This seems like it would be very problematic. So what can be done to avoid bugs due to the imprecise decimal calculations in JS?
I've noticed that if you do 1.2 + 1.1
you get the right answer. So should you just avoid any kind of math that involves values less than 1? Because that seems very impractical. Are there any other dangers to doing math in JS?
Edit:
I understand that many decimal fractions can't be stored as binary, but the way most other languages I've encountered appear to deal with the error (like JS handles numbers greater than 1) seems more intuitive, so I'm not used to this, which is why I want to see how other programmers deal with these calculations.
回答1:
In situations like these you would tipically rather make use of an epsilon estimation.
Something like (pseudo code)
if (abs(((.2 + .1) * 10) - 3) > epsilon)
where epsilon is something like 0.00000001, or whatever precision you require.

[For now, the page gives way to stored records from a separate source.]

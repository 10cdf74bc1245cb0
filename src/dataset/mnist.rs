//! MNIST IDX reader.
//!
//! Images are normalized to `[0, 1]` and flattened to 784 columns; labels are
//! one-hot over the ten digits. The last `validation_size` examples become
//! the validation split.

use std::fs;
use std::path::Path;

use tracing::info;

use crate::dataset::InMemoryDataset;
use crate::error::{NnError, Result};
use crate::nn::Tensor;

const IMAGE_MAGIC: u32 = 2051;
const LABEL_MAGIC: u32 = 2049;
const NUM_DIGITS: usize = 10;

/// Loads at most `limit` examples from a pair of IDX files.
pub fn load_mnist(
    images_path: impl AsRef<Path>,
    labels_path: impl AsRef<Path>,
    limit: usize,
    validation_size: usize,
) -> Result<InMemoryDataset> {
    let (images, pixels) = read_mnist_images(images_path.as_ref(), limit)?;
    let labels = read_mnist_labels(labels_path.as_ref(), limit)?;

    let count = labels.len();
    if images.len() != count * pixels {
        return Err(NnError::Dataset(format!(
            "{} images but {count} labels",
            images.len() / pixels.max(1)
        )));
    }

    let indices: Vec<usize> = labels.iter().map(|&l| l as usize).collect();
    let x = Tensor::new(count, pixels, images)?;
    let y = Tensor::one_hot(&indices, NUM_DIGITS)?;
    info!(count, pixels, validation_size, "loaded MNIST");

    InMemoryDataset::new(x, y)?.split_validation(validation_size)
}

fn read_be_u32(data: &[u8], offset: &mut usize) -> Result<u32> {
    let bytes = data
        .get(*offset..*offset + 4)
        .ok_or_else(|| NnError::Dataset("IDX header is truncated".into()))?;
    *offset += 4;
    Ok(u32::from_be_bytes([bytes[0], bytes[1], bytes[2], bytes[3]]))
}

fn check_magic(found: u32, expected: u32, path: &Path) -> Result<()> {
    if found != expected {
        return Err(NnError::Dataset(format!(
            "{}: bad magic number {found}, expected {expected}",
            path.display()
        )));
    }
    Ok(())
}

// Flattened images scaled to [0, 1], plus the pixel count of one image.
fn read_mnist_images(path: &Path, limit: usize) -> Result<(Vec<f32>, usize)> {
    let data = fs::read(path)?;

    let mut offset = 0usize;
    check_magic(read_be_u32(&data, &mut offset)?, IMAGE_MAGIC, path)?;
    let total_images = read_be_u32(&data, &mut offset)? as usize;
    let rows = read_be_u32(&data, &mut offset)? as usize;
    let cols = read_be_u32(&data, &mut offset)? as usize;
    let image_size = rows * cols;
    let total_bytes = limit.min(total_images) * image_size;

    let src = data
        .get(offset..offset + total_bytes)
        .ok_or_else(|| NnError::Dataset(format!("{}: image file is truncated", path.display())))?;
    Ok((src.iter().map(|&p| p as f32 / 255.0).collect(), image_size))
}

fn read_mnist_labels(path: &Path, limit: usize) -> Result<Vec<u8>> {
    let data = fs::read(path)?;

    let mut offset = 0usize;
    check_magic(read_be_u32(&data, &mut offset)?, LABEL_MAGIC, path)?;
    let total_labels = read_be_u32(&data, &mut offset)? as usize;
    let count = limit.min(total_labels);

    let labels = data
        .get(offset..offset + count)
        .ok_or_else(|| NnError::Dataset(format!("{}: label file is truncated", path.display())))?;
    if let Some(bad) = labels.iter().find(|&&l| l as usize >= NUM_DIGITS) {
        return Err(NnError::Dataset(format!("label {bad} is not a digit")));
    }
    Ok(labels.to_vec())
}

Have a quick read at Comparing floating point numbers
回答2:
1.2 + 1.1 may be ok but 0.2 + 0.1 may not be ok.
This is a problem in virtually every language that is in use today. The problem is that 1/10 cannot be accurately represented as a binary fraction just like 1/3 cannot be represented as a decimal fraction.
The workarounds include rounding to only the number of decimal places that you need and either work with strings, which are accurate:
(0.2 + 0.1).toFixed(4) === 0.3.toFixed(4) // true
or you can convert it to numbers after that:
+(0.2 + 0.1).toFixed(4) === 0.3 // true
or using Math.round:
Math.round(0.2 * X + 0.1 * X) / X === 0.3 // true
where X
is some power of 10 e.g. 100 or 10000 - depending on what precision you need.
Or you can use cents instead of dollars when counting money:
cents = 1499; // $14.99
That way you only work with integers and you don't have to worry about decimal and binary fractions at all.
2017 Update
The situation of representing numbers in JavaScript may be a little bit more complicated than it used to. It used to be the case that we had only one numeric type in JavaScript:
- 64-bit floating point (the IEEE 754 double precision floating-point number - see: ECMA-262 Edition 5.1, Section 8.5 and ECMA-262 Edition 6.0, Section 6.1.6)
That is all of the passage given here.